Extracted records:
+===+
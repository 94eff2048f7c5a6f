//! Utility functions and helpers for configuration

use serde::{Deserialize, Deserializer, Serializer};
use std::time::Duration;

/// Serde helper module for Duration serialization as seconds
pub mod serde_duration {
    use super::*;

    pub fn serialize<S>(duration: &Duration, serializer: S) -> Result<S::Ok, S::Error>
    where
        S: Serializer,
    {
        serializer.serialize_u64(duration.as_secs())
    }

    pub fn deserialize<'de, D>(deserializer: D) -> Result<Duration, D::Error>
    where
        D: Deserializer<'de>,
    {
        let seconds = u64::deserialize(deserializer)?;
        Ok(Duration::from_secs(seconds))
    }
}

pub fn default_true() -> bool {
    true
}
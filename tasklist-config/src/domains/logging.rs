//! Logging configuration

use serde::{Deserialize, Serialize};
use std::fmt;
use std::str::FromStr;
use crate::validation::Validatable;
use crate::error::ConfigResult;

/// Subscriber settings consumed by `tasklist-logging`
#[derive(Debug, Clone, Default, Serialize, Deserialize)]
#[serde(default)]
pub struct LoggingConfig {
    pub level: LogLevel,

    pub format: LogFormat,

    /// Extra `EnvFilter` directives, e.g. `tasklist_client=trace`
    pub directives: Vec<String>,

    /// Emit file and line of each event
    pub include_location: bool,
}

#[derive(Debug, Clone, Copy, PartialEq, Eq, Default, Serialize, Deserialize)]
#[serde(rename_all = "lowercase")]
pub enum LogLevel {
    Error,
    Warn,
    #[default]
    Info,
    Debug,
    Trace,
}

impl LogLevel {
    const ALL: [LogLevel; 5] = [
        LogLevel::Error,
        LogLevel::Warn,
        LogLevel::Info,
        LogLevel::Debug,
        LogLevel::Trace,
    ];

    pub fn as_str(&self) -> &'static str {
        match self {
            LogLevel::Error => "error",
            LogLevel::Warn => "warn",
            LogLevel::Info => "info",
            LogLevel::Debug => "debug",
            LogLevel::Trace => "trace",
        }
    }
}

/// Output shape of formatted events
#[derive(Debug, Clone, Copy, PartialEq, Eq, Default, Serialize, Deserialize)]
#[serde(rename_all = "lowercase")]
pub enum LogFormat {
    Json,
    #[default]
    Text,
    Compact,
}

impl LogFormat {
    const ALL: [LogFormat; 3] = [LogFormat::Json, LogFormat::Text, LogFormat::Compact];

    pub fn as_str(&self) -> &'static str {
        match self {
            LogFormat::Json => "json",
            LogFormat::Text => "text",
            LogFormat::Compact => "compact",
        }
    }
}

impl fmt::Display for LogLevel {
    fn fmt(&self, f: &mut fmt::Formatter<'_>) -> fmt::Result {
        f.write_str(self.as_str())
    }
}

impl fmt::Display for LogFormat {
    fn fmt(&self, f: &mut fmt::Formatter<'_>) -> fmt::Result {
        f.write_str(self.as_str())
    }
}

impl FromStr for LogLevel {
    type Err = String;

    fn from_str(s: &str) -> Result<Self, Self::Err> {
        let wanted = s.trim().to_ascii_lowercase();
        if wanted == "warning" {
            return Ok(LogLevel::Warn);
        }
        Self::ALL
            .into_iter()
            .find(|level| level.as_str() == wanted)
            .ok_or_else(|| format!("unknown log level '{}'", s))
    }
}

impl FromStr for LogFormat {
    type Err = String;

    fn from_str(s: &str) -> Result<Self, Self::Err> {
        let wanted = s.trim().to_ascii_lowercase();
        Self::ALL
            .into_iter()
            .find(|format| format.as_str() == wanted)
            .ok_or_else(|| format!("unknown log format '{}'", s))
    }
}

impl LoggingConfig {
    /// Filter string combining the base level with extra directives
    pub fn filter_directives(&self) -> String {
        std::iter::once(self.level.to_string())
            .chain(self.directives.iter().cloned())
            .collect::<Vec<_>>()
            .join(",")
    }
}

impl Validatable for LoggingConfig {
    fn validate(&self) -> ConfigResult<()> {
        for directive in &self.directives {
            if directive.trim().is_empty() || directive.contains(',') {
                return Err(self.validation_error(format!(
                    "Invalid filter directive: '{}'",
                    directive
                )));
            }
        }
        Ok(())
    }

    fn domain_name(&self) -> &'static str {
        "logging"
    }
}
+===+
- [THE PROBLEM] All entries given above should be transcribed exactly, with none omitted.

- [ANSWER TO THIS EXERCISE]
repository 94eff2048f7c5a6f
//! Utility functions and helpers for configuration

use serde::{Deserialize, Deserializer, Serializer};
use std::time::Duration;

/// Serde helper module for Duration serialization as seconds
pub mod serde_duration {
    use super::*;

    pub fn serialize<S>(duration: &Duration, serializer: S) -> Result<S::Ok, S::Error>
    where
        S: Serializer,
    {
        serializer.serialize_u64(duration.as_secs())
    }

    pub fn deserialize<'de, D>(deserializer: D) -> Result<Duration, D::Error>
    where
        D: Deserializer<'de>,
    {
        let seconds = u64::deserialize(deserializer)?;
        Ok(Duration::from_secs(seconds))
    }
}

pub fn default_true() -> bool {
    true
}
filename tasklist-config/src/domains/logging.rs
//! Logging configuration

use serde::{Deserialize, Serialize};
use std::fmt;
use std::str::FromStr;
use crate::validation::Validatable;
use crate::error::ConfigResult;

/// Subscriber settings consumed by `tasklist-logging`
#[derive(Debug, Clone, Default, Serialize, Deserialize)]
#[serde(default)]
pub struct LoggingConfig {
    pub level: LogLevel,

    pub format: LogFormat,

    /// Extra `EnvFilter` directives, e.g. `tasklist_client=trace`
    pub directives: Vec<String>,

    /// Emit file and line of each event
    pub include_location: bool,
}

#[derive(Debug, Clone, Copy, PartialEq, Eq, Default, Serialize, Deserialize)]
#[serde(rename_all = "lowercase")]
pub enum LogLevel {
    Error,
    Warn,
    #[default]
    Info,
    Debug,
    Trace,
}

impl LogLevel {
    const ALL: [LogLevel; 5] = [
        LogLevel::Error,
        LogLevel::Warn,
        LogLevel::Info,
        LogLevel::Debug,
        LogLevel::Trace,
    ];

    pub fn as_str(&self) -> &'static str {
        match self {
            LogLevel::Error => "error",
            LogLevel::Warn => "warn",
            LogLevel::Info => "info",
            LogLevel::Debug => "debug",
            LogLevel::Trace => "trace",
        }
    }
}

/// Output shape of formatted events
#[derive(Debug, Clone, Copy, PartialEq, Eq, Default, Serialize, Deserialize)]
#[serde(rename_all = "lowercase")]
pub enum LogFormat {
    Json,
    #[default]
    Text,
    Compact,
}

impl LogFormat {
    const ALL: [LogFormat; 3] = [LogFormat::Json, LogFormat::Text, LogFormat::Compact];

    pub fn as_str(&self) -> &'static str {
        match self {
            LogFormat::Json => "json",
            LogFormat::Text => "text",
            LogFormat::Compact => "compact",
        }
    }
}

impl fmt::Display for LogLevel {
    fn fmt(&self, f: &mut fmt::Formatter<'_>) -> fmt::Result {
        f.write_str(self.as_str())
    }
}

impl fmt::Display for LogFormat {
    fn fmt(&self, f: &mut fmt::Formatter<'_>) -> fmt::Result {
        f.write_str(self.as_str())
    }
}

impl FromStr for LogLevel {
    type Err = String;

    fn from_str(s: &str) -> Result<Self, Self::Err> {
        let wanted = s.trim().to_ascii_lowercase();
        if wanted == "warning" {
            return Ok(LogLevel::Warn);
        }
        Self::ALL
            .into_iter()
            .find(|level| level.as_str() == wanted)
            .ok_or_else(|| format!("unknown log level '{}'", s))
    }
}

impl FromStr for LogFormat {
    type Err = String;

    fn from_str(s: &str) -> Result<Self, Self::Err> {
        let wanted = s.trim().to_ascii_lowercase();
        Self::ALL
            .into_iter()
            .find(|format| format.as_str() == wanted)
            .ok_or_else(|| format!("unknown log format '{}'", s))
    }
}

impl LoggingConfig {
    /// Filter string combining the base level with extra directives
    pub fn filter_directives(&self) -> String {
        std::iter::once(self.level.to_string())
            .chain(self.directives.iter().cloned())
            .collect::<Vec<_>>()
            .join(",")
    }
}

impl Validatable for LoggingConfig {
    fn validate(&self) -> ConfigResult<()> {
        for directive in &self.directives {
            if directive.trim().is_empty() || directive.contains(',') {
                return Err(self.validation_error(format!(
                    "Invalid filter directive: '{}'",
                    directive
                )));
            }
        }
        Ok(())
    }

    fn domain_name(&self) -> &'static str {
        "logging"
    }
}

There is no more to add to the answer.